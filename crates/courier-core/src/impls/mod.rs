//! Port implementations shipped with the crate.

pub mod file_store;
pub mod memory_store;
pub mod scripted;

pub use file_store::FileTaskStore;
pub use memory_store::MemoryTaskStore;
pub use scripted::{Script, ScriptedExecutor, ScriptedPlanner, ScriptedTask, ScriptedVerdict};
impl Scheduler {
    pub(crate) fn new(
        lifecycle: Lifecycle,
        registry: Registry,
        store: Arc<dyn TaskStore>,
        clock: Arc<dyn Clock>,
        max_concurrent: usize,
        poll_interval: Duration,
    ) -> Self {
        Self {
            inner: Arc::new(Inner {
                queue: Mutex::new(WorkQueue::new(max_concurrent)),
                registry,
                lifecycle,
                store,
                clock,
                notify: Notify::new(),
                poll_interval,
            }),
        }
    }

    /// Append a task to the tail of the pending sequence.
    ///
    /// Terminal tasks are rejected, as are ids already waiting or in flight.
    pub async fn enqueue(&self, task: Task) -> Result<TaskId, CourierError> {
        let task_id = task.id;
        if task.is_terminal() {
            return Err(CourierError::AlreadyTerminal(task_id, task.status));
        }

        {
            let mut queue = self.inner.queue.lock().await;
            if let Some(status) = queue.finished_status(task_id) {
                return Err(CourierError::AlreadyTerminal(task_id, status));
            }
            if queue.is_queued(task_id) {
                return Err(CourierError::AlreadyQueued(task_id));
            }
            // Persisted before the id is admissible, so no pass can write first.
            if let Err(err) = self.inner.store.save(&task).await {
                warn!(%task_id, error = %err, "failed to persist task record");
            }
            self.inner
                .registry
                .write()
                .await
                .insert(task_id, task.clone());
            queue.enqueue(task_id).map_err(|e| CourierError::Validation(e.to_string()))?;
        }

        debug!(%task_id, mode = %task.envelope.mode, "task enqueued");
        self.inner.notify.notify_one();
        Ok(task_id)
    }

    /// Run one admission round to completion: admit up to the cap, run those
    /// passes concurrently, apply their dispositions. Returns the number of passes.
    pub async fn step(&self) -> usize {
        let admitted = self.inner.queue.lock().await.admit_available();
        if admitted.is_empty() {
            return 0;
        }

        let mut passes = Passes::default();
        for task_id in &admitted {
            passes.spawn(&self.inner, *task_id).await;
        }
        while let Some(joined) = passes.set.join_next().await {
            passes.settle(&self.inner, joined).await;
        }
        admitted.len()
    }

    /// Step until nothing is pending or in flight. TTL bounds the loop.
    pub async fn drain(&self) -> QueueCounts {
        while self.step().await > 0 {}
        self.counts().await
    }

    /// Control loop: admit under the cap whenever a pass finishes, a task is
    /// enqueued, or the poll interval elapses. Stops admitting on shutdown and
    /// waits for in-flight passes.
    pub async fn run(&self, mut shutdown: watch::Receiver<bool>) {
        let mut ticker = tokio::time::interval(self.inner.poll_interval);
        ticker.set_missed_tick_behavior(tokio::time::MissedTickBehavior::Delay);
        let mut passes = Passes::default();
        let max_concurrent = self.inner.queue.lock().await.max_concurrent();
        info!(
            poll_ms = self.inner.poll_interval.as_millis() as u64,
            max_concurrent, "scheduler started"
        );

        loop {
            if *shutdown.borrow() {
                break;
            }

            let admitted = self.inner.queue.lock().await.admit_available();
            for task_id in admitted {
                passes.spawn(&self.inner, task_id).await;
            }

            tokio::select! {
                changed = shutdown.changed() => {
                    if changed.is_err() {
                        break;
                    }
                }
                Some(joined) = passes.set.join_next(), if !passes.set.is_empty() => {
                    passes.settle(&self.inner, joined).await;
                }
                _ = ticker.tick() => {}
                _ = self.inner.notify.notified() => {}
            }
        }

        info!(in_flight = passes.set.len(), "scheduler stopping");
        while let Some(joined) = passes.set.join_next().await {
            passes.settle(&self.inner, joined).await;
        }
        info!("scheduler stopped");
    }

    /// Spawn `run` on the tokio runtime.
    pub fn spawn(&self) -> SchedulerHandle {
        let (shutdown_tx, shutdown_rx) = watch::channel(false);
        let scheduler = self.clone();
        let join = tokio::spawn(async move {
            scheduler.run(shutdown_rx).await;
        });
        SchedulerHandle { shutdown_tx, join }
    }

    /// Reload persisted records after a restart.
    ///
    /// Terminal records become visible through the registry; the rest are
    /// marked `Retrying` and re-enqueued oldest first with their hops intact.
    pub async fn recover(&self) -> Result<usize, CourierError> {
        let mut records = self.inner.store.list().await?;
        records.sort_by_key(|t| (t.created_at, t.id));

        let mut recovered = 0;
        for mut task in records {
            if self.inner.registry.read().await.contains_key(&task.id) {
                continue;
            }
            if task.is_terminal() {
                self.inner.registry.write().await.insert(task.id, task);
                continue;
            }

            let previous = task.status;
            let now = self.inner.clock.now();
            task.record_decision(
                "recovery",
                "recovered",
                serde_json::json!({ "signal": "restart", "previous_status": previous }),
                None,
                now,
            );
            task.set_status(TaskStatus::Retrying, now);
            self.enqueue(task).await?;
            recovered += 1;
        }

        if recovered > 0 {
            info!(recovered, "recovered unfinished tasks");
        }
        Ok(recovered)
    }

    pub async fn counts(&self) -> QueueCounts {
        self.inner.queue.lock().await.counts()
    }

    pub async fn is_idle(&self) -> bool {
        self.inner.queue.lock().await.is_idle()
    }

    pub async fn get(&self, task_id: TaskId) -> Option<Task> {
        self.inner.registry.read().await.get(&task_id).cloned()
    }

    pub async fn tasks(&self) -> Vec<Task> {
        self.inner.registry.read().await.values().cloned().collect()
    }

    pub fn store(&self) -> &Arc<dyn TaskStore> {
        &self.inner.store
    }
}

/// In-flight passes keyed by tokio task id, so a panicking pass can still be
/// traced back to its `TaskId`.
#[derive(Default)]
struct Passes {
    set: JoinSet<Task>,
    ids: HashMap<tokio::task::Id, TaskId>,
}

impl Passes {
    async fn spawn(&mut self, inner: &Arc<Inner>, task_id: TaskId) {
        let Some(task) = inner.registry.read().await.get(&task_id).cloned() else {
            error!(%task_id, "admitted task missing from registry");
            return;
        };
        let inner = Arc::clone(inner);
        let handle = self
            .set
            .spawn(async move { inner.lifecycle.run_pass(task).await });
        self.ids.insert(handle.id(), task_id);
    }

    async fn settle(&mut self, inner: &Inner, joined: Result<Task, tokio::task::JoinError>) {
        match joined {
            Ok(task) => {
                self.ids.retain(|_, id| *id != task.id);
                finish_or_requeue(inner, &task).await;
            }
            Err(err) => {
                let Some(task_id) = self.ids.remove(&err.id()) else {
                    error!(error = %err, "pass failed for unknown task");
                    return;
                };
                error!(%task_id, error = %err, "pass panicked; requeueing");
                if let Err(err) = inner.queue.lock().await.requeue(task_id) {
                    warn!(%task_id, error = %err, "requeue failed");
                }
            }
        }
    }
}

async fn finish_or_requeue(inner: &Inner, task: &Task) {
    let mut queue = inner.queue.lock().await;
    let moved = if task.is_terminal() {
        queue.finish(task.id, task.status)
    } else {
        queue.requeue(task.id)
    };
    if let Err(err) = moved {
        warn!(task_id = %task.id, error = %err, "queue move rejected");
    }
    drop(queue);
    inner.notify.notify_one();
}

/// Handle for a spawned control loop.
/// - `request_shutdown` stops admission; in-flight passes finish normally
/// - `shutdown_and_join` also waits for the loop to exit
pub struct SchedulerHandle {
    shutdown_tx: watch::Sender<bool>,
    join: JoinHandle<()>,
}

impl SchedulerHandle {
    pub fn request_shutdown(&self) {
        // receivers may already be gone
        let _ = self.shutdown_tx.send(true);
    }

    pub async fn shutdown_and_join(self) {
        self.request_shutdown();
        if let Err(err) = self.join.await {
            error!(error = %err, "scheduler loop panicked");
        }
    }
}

____

TASK: Only the number is needed here: how many lines of the listing include "pending"?

ANSWER BELOW: 2